[Stored items from a collection]
▼

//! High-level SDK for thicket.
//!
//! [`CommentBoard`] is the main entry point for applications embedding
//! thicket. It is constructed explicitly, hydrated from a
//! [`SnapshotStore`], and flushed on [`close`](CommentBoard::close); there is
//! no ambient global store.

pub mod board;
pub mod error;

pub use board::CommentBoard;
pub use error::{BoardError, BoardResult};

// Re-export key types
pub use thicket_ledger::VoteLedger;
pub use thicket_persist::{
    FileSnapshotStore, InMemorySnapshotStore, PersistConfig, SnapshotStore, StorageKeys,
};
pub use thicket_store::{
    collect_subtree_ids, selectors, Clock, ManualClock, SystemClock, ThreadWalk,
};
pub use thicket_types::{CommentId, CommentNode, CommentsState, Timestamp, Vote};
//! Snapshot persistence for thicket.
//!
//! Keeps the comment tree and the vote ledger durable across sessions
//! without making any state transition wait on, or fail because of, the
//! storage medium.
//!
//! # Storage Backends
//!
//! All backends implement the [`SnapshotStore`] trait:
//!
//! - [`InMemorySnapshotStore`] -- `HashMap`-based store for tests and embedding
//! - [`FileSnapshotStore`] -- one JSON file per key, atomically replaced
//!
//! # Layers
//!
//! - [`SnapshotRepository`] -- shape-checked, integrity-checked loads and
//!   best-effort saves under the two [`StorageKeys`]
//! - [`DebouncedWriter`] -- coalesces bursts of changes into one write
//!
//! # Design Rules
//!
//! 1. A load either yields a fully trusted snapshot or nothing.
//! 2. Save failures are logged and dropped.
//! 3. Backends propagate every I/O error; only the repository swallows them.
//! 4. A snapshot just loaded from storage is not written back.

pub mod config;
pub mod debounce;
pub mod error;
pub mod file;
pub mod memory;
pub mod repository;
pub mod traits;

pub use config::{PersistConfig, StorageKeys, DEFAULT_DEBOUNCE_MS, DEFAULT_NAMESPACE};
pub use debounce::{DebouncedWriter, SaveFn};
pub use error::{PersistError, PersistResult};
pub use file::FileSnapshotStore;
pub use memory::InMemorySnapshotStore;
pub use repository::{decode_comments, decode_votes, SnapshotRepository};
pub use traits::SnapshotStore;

▲
▼

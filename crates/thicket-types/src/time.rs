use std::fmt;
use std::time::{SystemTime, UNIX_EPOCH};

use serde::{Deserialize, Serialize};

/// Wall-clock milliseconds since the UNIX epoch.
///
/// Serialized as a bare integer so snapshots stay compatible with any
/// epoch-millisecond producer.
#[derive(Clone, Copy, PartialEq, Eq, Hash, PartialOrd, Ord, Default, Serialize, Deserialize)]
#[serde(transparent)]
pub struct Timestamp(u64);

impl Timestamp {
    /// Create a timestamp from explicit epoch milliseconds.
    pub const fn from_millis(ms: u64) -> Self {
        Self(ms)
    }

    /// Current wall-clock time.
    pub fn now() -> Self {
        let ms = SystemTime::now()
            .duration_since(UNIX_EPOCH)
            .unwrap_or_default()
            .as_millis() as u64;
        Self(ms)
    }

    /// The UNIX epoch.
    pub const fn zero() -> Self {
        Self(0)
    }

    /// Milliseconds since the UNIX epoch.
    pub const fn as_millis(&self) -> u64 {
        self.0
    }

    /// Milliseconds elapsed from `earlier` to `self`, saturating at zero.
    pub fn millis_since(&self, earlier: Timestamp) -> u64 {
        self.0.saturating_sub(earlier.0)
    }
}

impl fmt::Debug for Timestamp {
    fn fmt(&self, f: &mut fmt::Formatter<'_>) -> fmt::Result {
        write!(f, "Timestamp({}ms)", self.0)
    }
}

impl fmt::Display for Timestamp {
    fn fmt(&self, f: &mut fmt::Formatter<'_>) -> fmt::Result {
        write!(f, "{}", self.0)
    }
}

▲
▼

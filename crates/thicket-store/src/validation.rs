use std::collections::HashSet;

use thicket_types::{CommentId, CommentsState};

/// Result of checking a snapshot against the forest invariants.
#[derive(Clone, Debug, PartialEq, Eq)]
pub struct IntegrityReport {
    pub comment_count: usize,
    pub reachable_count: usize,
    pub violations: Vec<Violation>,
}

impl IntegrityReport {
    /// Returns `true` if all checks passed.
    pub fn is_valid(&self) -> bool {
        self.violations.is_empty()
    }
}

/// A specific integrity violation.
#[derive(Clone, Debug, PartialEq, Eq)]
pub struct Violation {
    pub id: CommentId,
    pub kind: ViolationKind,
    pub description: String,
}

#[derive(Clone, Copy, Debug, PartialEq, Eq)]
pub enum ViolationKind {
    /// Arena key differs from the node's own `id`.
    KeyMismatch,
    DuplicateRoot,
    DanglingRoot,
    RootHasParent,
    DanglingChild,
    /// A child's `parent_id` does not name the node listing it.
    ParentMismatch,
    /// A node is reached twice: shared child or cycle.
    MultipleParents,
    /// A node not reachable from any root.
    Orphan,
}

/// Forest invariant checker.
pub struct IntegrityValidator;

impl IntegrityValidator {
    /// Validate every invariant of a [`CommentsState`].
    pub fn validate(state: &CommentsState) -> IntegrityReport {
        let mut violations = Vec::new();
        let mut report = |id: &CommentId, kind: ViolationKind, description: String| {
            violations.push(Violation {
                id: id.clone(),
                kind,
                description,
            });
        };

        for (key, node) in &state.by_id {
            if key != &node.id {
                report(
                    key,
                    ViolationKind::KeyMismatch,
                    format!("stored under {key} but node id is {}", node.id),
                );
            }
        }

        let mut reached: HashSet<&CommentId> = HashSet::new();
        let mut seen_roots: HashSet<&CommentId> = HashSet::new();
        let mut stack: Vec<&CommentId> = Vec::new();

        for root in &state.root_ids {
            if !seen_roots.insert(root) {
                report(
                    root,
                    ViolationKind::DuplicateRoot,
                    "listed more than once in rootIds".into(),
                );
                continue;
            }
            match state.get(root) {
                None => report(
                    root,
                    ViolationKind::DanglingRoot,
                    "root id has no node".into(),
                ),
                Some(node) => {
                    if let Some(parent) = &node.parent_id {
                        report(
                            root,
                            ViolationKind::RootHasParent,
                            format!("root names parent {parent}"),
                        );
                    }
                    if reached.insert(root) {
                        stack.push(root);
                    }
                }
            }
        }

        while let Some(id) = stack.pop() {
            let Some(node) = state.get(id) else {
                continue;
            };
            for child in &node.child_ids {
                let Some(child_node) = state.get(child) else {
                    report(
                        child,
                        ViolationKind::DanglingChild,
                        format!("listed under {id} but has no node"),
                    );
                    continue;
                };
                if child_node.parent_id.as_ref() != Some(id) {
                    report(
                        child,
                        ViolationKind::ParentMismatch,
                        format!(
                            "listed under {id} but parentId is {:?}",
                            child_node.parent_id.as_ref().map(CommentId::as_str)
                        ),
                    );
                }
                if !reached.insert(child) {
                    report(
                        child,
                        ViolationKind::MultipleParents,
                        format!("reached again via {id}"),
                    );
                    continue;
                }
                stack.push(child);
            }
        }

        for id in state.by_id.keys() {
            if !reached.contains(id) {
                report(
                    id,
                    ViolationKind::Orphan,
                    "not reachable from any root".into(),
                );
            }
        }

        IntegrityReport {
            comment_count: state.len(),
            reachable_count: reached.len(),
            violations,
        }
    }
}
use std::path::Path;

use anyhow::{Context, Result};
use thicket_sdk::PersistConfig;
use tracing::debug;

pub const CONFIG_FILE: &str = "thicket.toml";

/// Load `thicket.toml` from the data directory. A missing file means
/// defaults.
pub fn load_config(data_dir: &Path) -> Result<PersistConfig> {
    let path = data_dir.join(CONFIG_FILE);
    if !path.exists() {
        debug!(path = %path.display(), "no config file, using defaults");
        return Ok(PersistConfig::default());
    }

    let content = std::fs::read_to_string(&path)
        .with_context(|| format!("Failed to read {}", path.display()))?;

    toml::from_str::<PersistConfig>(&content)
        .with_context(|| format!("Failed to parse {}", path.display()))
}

▲

__REQUIRED ACTION__
From the records above, retype only the lines starting at the line that contains "SDK for thicket." and ending at the line that contains "best-effort saves under", both included.

__RESPONSE BELOW__
//! High-level SDK for thicket.
//!
//! [`CommentBoard`] is the main entry point for applications embedding
//! thicket. It is constructed explicitly, hydrated from a
//! [`SnapshotStore`], and flushed on [`close`](CommentBoard::close); there is
//! no ambient global store.

pub mod board;
pub mod error;

pub use board::CommentBoard;
pub use error::{BoardError, BoardResult};

// Re-export key types
pub use thicket_ledger::VoteLedger;
pub use thicket_persist::{
    FileSnapshotStore, InMemorySnapshotStore, PersistConfig, SnapshotStore, StorageKeys,
};
pub use thicket_store::{
    collect_subtree_ids, selectors, Clock, ManualClock, SystemClock, ThreadWalk,
};
pub use thicket_types::{CommentId, CommentNode, CommentsState, Timestamp, Vote};
//! Snapshot persistence for thicket.
//!
//! Keeps the comment tree and the vote ledger durable across sessions
//! without making any state transition wait on, or fail because of, the
//! storage medium.
//!
//! # Storage Backends
//!
//! All backends implement the [`SnapshotStore`] trait:
//!
//! - [`InMemorySnapshotStore`] -- `HashMap`-based store for tests and embedding
//! - [`FileSnapshotStore`] -- one JSON file per key, atomically replaced
//!
//! # Layers
//!
//! - [`SnapshotRepository`] -- shape-checked, integrity-checked loads and
//!   best-effort saves under the two [`StorageKeys`]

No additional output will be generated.